── DATASET RECORDS

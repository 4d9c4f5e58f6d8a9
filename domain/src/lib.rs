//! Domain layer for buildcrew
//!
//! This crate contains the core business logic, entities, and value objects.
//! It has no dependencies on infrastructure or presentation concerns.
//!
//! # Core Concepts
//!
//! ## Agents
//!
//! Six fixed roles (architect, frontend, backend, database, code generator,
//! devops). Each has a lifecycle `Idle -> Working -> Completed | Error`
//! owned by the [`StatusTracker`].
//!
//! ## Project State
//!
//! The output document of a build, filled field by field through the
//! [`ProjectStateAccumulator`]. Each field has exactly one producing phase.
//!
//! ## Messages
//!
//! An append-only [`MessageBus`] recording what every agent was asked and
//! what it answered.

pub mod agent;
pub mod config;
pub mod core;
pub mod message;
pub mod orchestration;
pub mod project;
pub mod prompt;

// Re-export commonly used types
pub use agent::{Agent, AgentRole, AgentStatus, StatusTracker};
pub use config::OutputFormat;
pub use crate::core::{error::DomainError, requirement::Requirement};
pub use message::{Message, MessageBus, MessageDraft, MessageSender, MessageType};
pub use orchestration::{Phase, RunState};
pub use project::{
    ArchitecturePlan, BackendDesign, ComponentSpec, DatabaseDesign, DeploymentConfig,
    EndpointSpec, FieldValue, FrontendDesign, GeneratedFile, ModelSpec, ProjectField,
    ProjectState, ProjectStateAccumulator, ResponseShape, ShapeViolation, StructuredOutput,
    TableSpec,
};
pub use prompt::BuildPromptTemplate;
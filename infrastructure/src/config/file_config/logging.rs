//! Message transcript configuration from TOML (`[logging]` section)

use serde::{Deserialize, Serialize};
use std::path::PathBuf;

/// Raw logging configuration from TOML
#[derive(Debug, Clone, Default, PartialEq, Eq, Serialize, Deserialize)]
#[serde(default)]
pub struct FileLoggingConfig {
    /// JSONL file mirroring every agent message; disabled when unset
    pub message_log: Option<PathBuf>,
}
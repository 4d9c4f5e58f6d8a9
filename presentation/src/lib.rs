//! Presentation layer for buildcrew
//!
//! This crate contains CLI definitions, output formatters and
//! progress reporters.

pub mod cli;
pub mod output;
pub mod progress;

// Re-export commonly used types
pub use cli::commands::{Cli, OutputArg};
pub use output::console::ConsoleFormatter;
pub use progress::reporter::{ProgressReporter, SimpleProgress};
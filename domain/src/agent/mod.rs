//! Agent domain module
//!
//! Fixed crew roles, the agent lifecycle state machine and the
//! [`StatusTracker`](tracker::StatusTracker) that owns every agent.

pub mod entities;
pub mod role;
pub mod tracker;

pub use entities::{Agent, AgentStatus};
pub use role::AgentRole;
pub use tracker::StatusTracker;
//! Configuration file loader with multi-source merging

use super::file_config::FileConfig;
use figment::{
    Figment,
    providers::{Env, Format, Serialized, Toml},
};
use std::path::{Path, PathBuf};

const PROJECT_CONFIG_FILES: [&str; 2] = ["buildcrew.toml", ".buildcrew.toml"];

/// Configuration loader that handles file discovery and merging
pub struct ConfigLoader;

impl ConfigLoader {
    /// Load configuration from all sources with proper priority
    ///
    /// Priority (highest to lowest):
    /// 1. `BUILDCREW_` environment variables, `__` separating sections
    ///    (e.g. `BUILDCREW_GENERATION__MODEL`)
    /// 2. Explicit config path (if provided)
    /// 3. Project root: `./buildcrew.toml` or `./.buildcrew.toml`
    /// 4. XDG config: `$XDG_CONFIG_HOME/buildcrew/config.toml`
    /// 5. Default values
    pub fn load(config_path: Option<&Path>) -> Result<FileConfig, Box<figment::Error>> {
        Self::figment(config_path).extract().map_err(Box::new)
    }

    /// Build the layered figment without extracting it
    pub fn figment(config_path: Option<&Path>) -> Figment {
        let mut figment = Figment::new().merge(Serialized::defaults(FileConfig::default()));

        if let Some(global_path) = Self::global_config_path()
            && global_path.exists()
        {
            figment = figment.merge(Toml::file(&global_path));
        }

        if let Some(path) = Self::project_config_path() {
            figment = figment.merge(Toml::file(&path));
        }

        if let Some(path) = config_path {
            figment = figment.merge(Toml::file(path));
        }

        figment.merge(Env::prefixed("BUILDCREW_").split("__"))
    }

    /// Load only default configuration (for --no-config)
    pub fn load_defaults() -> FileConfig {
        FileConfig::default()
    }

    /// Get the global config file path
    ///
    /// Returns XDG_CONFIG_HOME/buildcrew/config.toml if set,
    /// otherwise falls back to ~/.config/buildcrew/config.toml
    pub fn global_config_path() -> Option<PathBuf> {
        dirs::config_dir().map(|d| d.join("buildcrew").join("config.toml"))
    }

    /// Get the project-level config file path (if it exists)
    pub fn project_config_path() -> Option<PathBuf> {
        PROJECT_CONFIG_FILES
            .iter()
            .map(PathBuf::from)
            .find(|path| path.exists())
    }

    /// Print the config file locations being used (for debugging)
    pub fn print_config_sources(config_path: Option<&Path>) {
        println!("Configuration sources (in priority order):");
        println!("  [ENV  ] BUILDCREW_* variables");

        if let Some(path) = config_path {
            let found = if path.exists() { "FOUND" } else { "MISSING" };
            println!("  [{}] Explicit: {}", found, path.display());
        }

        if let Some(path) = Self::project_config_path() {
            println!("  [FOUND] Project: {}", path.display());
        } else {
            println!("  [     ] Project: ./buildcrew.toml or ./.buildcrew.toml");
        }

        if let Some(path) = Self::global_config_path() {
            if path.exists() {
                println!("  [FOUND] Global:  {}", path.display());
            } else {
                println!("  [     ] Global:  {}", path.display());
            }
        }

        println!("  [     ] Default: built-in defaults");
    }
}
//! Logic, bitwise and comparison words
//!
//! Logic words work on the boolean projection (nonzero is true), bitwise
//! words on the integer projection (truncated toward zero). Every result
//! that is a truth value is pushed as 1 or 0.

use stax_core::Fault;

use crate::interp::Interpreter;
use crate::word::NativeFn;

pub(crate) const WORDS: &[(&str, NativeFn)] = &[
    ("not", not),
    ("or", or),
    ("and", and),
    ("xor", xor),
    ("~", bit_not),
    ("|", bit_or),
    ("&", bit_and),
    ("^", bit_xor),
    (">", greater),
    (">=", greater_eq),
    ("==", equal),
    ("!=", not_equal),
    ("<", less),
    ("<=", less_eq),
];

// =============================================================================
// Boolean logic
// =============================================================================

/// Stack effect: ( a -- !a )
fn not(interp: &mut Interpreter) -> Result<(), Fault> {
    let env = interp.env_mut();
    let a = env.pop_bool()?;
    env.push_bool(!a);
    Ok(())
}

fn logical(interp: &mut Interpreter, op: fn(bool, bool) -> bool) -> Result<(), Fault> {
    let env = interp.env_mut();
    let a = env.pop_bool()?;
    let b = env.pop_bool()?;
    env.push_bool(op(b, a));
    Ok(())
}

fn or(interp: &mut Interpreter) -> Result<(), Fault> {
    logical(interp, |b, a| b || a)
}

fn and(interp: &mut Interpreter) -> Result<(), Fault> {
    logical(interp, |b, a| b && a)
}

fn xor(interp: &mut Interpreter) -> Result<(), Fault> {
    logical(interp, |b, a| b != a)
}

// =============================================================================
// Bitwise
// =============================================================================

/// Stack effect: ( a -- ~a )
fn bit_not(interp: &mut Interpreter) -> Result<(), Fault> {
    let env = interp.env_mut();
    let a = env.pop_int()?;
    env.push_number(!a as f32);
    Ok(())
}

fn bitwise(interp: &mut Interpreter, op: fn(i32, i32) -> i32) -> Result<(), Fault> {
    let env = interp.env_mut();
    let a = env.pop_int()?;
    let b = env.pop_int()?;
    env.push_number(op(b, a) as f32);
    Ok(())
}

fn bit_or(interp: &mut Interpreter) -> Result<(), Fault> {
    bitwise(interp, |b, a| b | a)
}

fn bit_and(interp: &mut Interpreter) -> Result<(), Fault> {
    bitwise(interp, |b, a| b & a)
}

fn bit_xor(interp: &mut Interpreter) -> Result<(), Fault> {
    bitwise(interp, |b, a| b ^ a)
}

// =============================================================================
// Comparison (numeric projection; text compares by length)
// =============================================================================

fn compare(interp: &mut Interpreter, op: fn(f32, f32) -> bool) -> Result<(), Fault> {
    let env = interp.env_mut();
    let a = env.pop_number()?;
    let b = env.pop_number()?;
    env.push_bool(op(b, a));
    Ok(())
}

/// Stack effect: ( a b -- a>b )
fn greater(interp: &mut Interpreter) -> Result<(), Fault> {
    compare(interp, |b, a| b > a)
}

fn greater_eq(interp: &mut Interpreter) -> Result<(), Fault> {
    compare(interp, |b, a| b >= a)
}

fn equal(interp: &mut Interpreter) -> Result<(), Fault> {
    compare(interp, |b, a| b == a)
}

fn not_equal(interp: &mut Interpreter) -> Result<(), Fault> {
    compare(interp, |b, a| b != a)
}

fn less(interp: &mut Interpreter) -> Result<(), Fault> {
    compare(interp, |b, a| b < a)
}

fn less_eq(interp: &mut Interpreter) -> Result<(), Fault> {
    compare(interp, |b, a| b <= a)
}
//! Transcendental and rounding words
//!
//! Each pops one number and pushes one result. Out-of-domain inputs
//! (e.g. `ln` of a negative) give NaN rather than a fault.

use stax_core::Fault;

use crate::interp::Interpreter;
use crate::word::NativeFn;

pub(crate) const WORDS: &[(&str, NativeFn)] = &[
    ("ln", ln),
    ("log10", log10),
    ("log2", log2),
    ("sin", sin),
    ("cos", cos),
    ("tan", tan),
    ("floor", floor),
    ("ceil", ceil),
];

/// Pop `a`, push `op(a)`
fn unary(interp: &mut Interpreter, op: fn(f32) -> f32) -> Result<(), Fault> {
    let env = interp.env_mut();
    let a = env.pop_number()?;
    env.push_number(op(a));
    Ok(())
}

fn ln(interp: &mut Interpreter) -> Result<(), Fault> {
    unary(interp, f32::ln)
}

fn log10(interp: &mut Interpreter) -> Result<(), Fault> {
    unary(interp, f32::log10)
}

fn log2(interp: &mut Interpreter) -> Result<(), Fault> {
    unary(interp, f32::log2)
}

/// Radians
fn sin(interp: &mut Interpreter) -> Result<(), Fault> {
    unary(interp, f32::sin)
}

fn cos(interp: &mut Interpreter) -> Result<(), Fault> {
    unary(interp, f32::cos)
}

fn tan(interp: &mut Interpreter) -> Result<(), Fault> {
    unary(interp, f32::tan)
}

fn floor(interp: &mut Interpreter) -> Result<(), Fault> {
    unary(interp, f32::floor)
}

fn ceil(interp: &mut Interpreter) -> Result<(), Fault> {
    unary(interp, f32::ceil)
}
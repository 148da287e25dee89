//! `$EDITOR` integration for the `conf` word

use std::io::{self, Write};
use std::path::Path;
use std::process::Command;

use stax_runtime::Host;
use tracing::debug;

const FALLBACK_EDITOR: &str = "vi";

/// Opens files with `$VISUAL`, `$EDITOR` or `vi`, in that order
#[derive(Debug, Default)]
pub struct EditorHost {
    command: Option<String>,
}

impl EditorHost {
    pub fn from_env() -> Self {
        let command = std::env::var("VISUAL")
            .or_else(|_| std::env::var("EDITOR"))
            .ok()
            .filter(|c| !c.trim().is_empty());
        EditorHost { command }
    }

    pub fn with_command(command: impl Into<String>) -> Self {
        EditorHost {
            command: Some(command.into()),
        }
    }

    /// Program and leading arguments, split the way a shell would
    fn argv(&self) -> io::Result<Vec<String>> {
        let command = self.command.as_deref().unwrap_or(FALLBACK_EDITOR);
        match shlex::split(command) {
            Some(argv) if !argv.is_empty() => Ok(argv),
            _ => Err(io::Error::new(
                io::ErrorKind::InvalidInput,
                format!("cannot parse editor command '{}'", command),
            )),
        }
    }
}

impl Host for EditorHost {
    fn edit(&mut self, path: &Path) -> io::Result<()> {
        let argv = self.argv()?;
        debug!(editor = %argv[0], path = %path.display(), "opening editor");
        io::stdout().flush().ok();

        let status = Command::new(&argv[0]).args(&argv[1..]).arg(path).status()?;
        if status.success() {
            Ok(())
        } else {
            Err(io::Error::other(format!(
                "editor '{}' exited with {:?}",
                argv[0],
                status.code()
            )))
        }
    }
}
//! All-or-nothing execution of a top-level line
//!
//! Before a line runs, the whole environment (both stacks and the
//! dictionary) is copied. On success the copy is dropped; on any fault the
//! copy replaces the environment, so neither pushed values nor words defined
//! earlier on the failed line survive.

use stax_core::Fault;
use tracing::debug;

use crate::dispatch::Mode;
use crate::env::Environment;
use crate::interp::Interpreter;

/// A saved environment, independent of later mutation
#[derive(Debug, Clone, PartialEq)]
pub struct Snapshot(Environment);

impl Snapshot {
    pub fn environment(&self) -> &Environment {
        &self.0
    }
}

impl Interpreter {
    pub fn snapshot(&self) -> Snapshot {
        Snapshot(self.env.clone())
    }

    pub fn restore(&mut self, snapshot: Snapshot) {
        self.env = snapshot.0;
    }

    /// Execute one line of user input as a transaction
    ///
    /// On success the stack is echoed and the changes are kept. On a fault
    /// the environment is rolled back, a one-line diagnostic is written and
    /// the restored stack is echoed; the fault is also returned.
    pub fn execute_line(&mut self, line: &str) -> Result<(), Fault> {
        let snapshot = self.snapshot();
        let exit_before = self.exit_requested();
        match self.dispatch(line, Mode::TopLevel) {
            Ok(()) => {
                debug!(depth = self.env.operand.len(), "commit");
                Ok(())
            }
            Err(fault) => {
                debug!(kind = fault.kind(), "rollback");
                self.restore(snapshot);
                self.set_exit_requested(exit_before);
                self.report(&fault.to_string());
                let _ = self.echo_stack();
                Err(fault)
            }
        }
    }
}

────

§ EXERCISE: Give the number of lines above containing the word "merging", with no other text.

§ RESPONSE TO THIS EXERCISE: 2